Per le professioni di aiuto è importante ricercare nuovi modelli d’intervento professionali. Un intervento fondamentale per prevenire il burn-out è puntare essenzialmente sulla formazione degli operatori. Favorire interventi educativi formativi risulta importante per l’acquisizione di competenze nella gestione dei rapporti con gli utenti. Ciò significa a mio parere dare importanza al controllo delle emozioni negative come ansia, paura, rabbia, ricordando che gran parte della sofferenza umana deriva dalle emozioni negative. Nel confronto con la malattia è necessario imparare a coltivare una “mente positiva” per favorire condotte funzionali alle varie situazioni lavorative. Un obiettivo quindi centrale è riuscire a contenere stati d’animo negativi attraverso un processo di elaborazione psicologica.

Bisogna tener conto del fatto che le emozioni hanno un ruolo centrale nella motivazione al lavoro, nella prestazione professionale e nelle relazioni con i colleghi e le persone da curare. Per riuscire a contenere ansie, angosce, paure e potenziare le emozioni positive va dato spazio a tecniche di apprendimento cognitivo-comportamentale come ad esempio bloccare il flusso dei pensieri negativi.

Goleman (1996) ci mostra come alcune terapie psichiche e comportamentali, in particolar modo, l’allenamento della mente attraverso le varie tecniche di meditazione, possono rimuovere le cause psicologiche e fisiche delle nostre peggiori pulsioni.

Nell’ambito del servizio pubblico, bisogna trovare strategie di prevenzione che focalizzano l’attenzione sull’integrazione tra esigenze lavorative e valorizzazione delle persone.
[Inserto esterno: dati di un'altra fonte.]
//! Rate-distortion samples and curves.
//!
//! A [`Curve`] holds one [`Sample`] per quantization level tested for one
//! encoder configuration on one video, ordered by quality. Quality values are
//! strictly increasing so the curve can be interpolated as a function of
//! quality.

use serde::{Deserialize, Serialize};

use crate::error::{Error, Result};

/// Quality assigned to samples whose metric reports `+infinity`
/// (bit-exact reconstruction).
pub const QUALITY_CEILING: f64 = 100.0;

/// Clamp a reduced quality score, mapping `+infinity` to [`QUALITY_CEILING`].
#[must_use]
pub fn clamp_quality(quality: f64) -> f64 {
    if quality == f64::INFINITY {
        QUALITY_CEILING
    } else {
        quality
    }
}

/// One (compressed size, quality) measurement.
#[derive(Debug, Clone, Copy, PartialEq, Serialize)]
pub struct Sample {
    size_bytes: u64,
    quality: f64,
}

impl Sample {
    /// Create a sample, clamping infinite quality to the ceiling.
    ///
    /// ```
    /// use rd_eval::curve::Sample;
    ///
    /// let lossless = Sample::new(4096, f64::INFINITY).unwrap();
    /// assert_eq!(lossless.quality(), 100.0);
    /// ```
    pub fn new(size_bytes: u64, quality: f64) -> Result<Self> {
        let quality = clamp_quality(quality);
        if !quality.is_finite() {
            return Err(Error::InvalidQuality(quality));
        }
        Ok(Self {
            size_bytes,
            quality,
        })
    }

    /// Compressed size in bytes.
    #[must_use]
    pub fn size_bytes(&self) -> u64 {
        self.size_bytes
    }

    /// Average quality score.
    #[must_use]
    pub fn quality(&self) -> f64 {
        self.quality
    }
}

/// What to do when two samples of a curve share a quality value.
#[derive(Debug, Clone, Copy, Default, PartialEq, Eq, Serialize, Deserialize)]
#[serde(rename_all = "kebab-case")]
pub enum DuplicateQuality {
    /// Fail with [`Error::DuplicateQuality`].
    #[default]
    Reject,
    /// Keep the smallest file among samples with equal quality.
    KeepSmallest,
}

/// Samples for one encoder configuration on one video, sorted by quality.
#[derive(Debug, Clone, PartialEq, Serialize)]
pub struct Curve {
    samples: Vec<Sample>,
}

impl Curve {
    /// Minimum number of samples a curve may hold.
    pub const MIN_SAMPLES: usize = 2;

    /// Build a curve, rejecting duplicate quality values.
    pub fn new(samples: Vec<Sample>) -> Result<Self> {
        Self::with_policy(samples, DuplicateQuality::Reject)
    }

    /// Build a curve with an explicit duplicate-quality policy.
    pub fn with_policy(mut samples: Vec<Sample>, duplicates: DuplicateQuality) -> Result<Self> {
        samples.sort_by(|a, b| {
            a.quality
                .total_cmp(&b.quality)
                .then(a.size_bytes.cmp(&b.size_bytes))
        });

        match duplicates {
            DuplicateQuality::Reject => {
                if let Some(pair) = samples.windows(2).find(|w| w[0].quality >= w[1].quality) {
                    return Err(Error::DuplicateQuality(pair[1].quality));
                }
            }
            // Sorted by size within equal quality, so the first one is the smallest.
            DuplicateQuality::KeepSmallest => samples.dedup_by(|b, a| a.quality == b.quality),
        }

        if samples.len() < Self::MIN_SAMPLES {
            return Err(Error::InsufficientSamples {
                required: Self::MIN_SAMPLES,
                actual: samples.len(),
            });
        }

        Ok(Self { samples })
    }

    /// Build a curve from `(quality, size_bytes)` pairs.
    pub fn from_pairs(pairs: &[(f64, u64)]) -> Result<Self> {
        let samples = pairs
            .iter()
            .map(|&(quality, size)| Sample::new(size, quality))
            .collect::<Result<Vec<_>>>()?;
        Self::new(samples)
    }

    /// Samples in ascending quality order.
    #[must_use]
    pub fn samples(&self) -> &[Sample] {
        &self.samples
    }

    /// Number of samples.
    #[must_use]
    pub fn len(&self) -> usize {
        self.samples.len()
    }

    /// Always false; a curve holds at least [`Self::MIN_SAMPLES`] samples.
    #[must_use]
    pub fn is_empty(&self) -> bool {
        self.samples.is_empty()
    }

    /// Quality values in ascending order.
    #[must_use]
    pub fn qualities(&self) -> Vec<f64> {
        self.samples.iter().map(|s| s.quality).collect()
    }

    /// Sizes in bytes, ordered like [`Self::qualities`].
    #[must_use]
    pub fn sizes(&self) -> Vec<f64> {
        self.samples.iter().map(|s| s.size_bytes as f64).collect()
    }

    /// Quality extent covered by the samples.
    #[must_use]
    pub fn range(&self) -> QualityRange {
        QualityRange {
            min: self.samples[0].quality,
            max: self.samples[self.samples.len() - 1].quality,
        }
    }
}

/// Closed quality interval.
#[derive(Debug, Clone, Copy, PartialEq, Serialize, Deserialize)]
pub struct QualityRange {
    /// Lower bound.
    pub min: f64,
    /// Upper bound.
    pub max: f64,
}

impl QualityRange {
    /// Intersection of the quality extents of two curves.
    ///
    /// Fails with [`Error::NoOverlap`] when the intersection is empty or has
    /// zero width.
    pub fn overlap(a: &Curve, b: &Curve) -> Result<Self> {
        Self::common([a, b])
    }

    /// Intersection of the quality extents of every curve in `curves`.
    pub fn common<'a>(curves: impl IntoIterator<Item = &'a Curve>) -> Result<Self> {
        let mut min = f64::NEG_INFINITY;
        let mut max = f64::INFINITY;
        let mut any = false;
        for curve in curves {
            let range = curve.range();
            min = min.max(range.min);
            max = max.min(range.max);
            any = true;
        }
        if !any || min >= max {
            return Err(Error::NoOverlap { min, max });
        }
        Ok(Self { min, max })
    }

    /// Width of the interval.
    #[must_use]
    pub fn width(&self) -> f64 {
        self.max - self.min
    }

    /// `n` equally spaced points strictly inside the interval.
    ///
    /// Point `i` is `min + (i + 1) * (max - min) / (n + 1)`, so neither bound
    /// is ever sampled.
    ///
    /// ```
    /// use rd_eval::curve::QualityRange;
    ///
    /// let grid = QualityRange { min: 30.0, max: 45.0 }.grid(2).unwrap();
    /// assert_eq!(grid, vec![35.0, 40.0]);
    /// ```
    pub fn grid(&self, n: usize) -> Result<Vec<f64>> {
        if n == 0 {
            return Err(Error::EmptyGrid);
        }
        let step = self.width() / (n + 1) as f64;
        Ok((0..n).map(|i| self.min + (i + 1) as f64 * step).collect())
    }
}

#[cfg(test)]
mod tests {
    use super::*;

    fn sample(size: u64, quality: f64) -> Sample {
        Sample::new(size, quality).unwrap()
    }

    #[test]
    fn test_infinite_quality_clamped() {
        let s = sample(10, f64::INFINITY);
        assert_eq!(s.quality(), QUALITY_CEILING);
        assert_eq!(s.size_bytes(), 10);
    }

    #[test]
    fn test_nan_quality_rejected() {
        assert!(matches!(
            Sample::new(10, f64::NAN),
            Err(Error::InvalidQuality(_))
        ));
        assert!(Sample::new(10, f64::NEG_INFINITY).is_err());
    }

    #[test]
    fn test_curve_sorts_by_quality() {
        let curve = Curve::new(vec![
            sample(4000, 40.0),
            sample(1000, 30.0),
            sample(2000, 35.0),
        ])
        .unwrap();
        assert_eq!(curve.qualities(), vec![30.0, 35.0, 40.0]);
        assert_eq!(curve.sizes(), vec![1000.0, 2000.0, 4000.0]);
    }

    #[test]
    fn test_curve_rejects_duplicates() {
        let err = Curve::new(vec![sample(1000, 30.0), sample(900, 30.0), sample(5, 40.0)])
            .unwrap_err();
        assert!(matches!(err, Error::DuplicateQuality(q) if q == 30.0));
    }

    #[test]
    fn test_curve_keep_smallest() {
        let curve = Curve::with_policy(
            vec![
                sample(9000, f64::INFINITY),
                sample(1000, 30.0),
                sample(8000, f64::INFINITY),
            ],
            DuplicateQuality::KeepSmallest,
        )
        .unwrap();
        assert_eq!(curve.len(), 2);
        assert_eq!(curve.samples()[1].size_bytes(), 8000);
        assert_eq!(curve.samples()[1].quality(), QUALITY_CEILING);
    }

    #[test]
    fn test_curve_too_short() {
        let err = Curve::new(vec![sample(1000, 30.0)]).unwrap_err();
        assert!(matches!(
            err,
            Error::InsufficientSamples {
                required: 2,
                actual: 1
            }
        ));
    }

    #[test]
    fn test_all_lossless_collapses() {
        // Every QP reconstructs bit-exactly: a single point after dedup.
        let samples = vec![sample(100, f64::INFINITY), sample(120, f64::INFINITY)];
        assert!(Curve::with_policy(samples.clone(), DuplicateQuality::KeepSmallest).is_err());
        assert!(matches!(
            Curve::new(samples),
            Err(Error::DuplicateQuality(q)) if q == QUALITY_CEILING
        ));
    }

    #[test]
    fn test_overlap() {
        let a = Curve::from_pairs(&[(30.0, 1), (40.0, 2), (50.0, 3)]).unwrap();
        let b = Curve::from_pairs(&[(35.0, 1), (45.0, 2), (55.0, 3)]).unwrap();
        let range = QualityRange::overlap(&a, &b).unwrap();
        assert_eq!(range, QualityRange { min: 35.0, max: 50.0 });
    }

    #[test]
    fn test_zero_width_overlap_fails() {
        let a = Curve::from_pairs(&[(30.0, 1), (40.0, 2)]).unwrap();
        let b = Curve::from_pairs(&[(40.0, 1), (50.0, 2)]).unwrap();
        assert!(matches!(
            QualityRange::overlap(&a, &b),
            Err(Error::NoOverlap { .. })
        ));

        let c = Curve::from_pairs(&[(41.0, 1), (50.0, 2)]).unwrap();
        assert!(QualityRange::overlap(&a, &c).is_err());
    }

    #[test]
    fn test_grid_excludes_bounds() {
        let range = QualityRange { min: 30.0, max: 45.0 };
        let grid = range.grid(100).unwrap();
        assert_eq!(grid.len(), 100);
        assert!(grid.iter().all(|&q| q > 30.0 && q < 45.0));
        assert!(grid.windows(2).all(|w| w[0] < w[1]));
        assert!(matches!(range.grid(0), Err(Error::EmptyGrid)));
    }
}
Vanno pertanto privilegiate potenzialità e risorse dell’individuo spesso scarsamente considerate.

Nella prospettiva nuova delle neuroscienze, viene dato rilievo al fatto che larga parte del nostro potenziale umano rimane inespresso e non permette di liberare ciò che non è ancora emerso. Ha un carattere essenzialmente preventivo per gli operatori sociosanitari lavorare in armonia con i propri valori e capacità. Per ridurre il rischio di burnout è fondamentale migliorare la qualità della vita organizzativa, promuovendo il senso di comunità e di realizzazione personale.

In un percorso di consapevolezza l’operatore può riuscire a rafforzare la propria identità professionale, agendo con maggiore rispetto per la propria salute psicofisica nella conoscenza delle proprie potenzialità e dei propri limiti. Attraverso lo sviluppo di una cultura organizzativa sarebbe importante valorizzare quanto di positivo esiste nell’uomo dando rilievo ad un impegno di risorse emotive ed intellettive così da migliorare le condizioni di benessere individuale e sociale.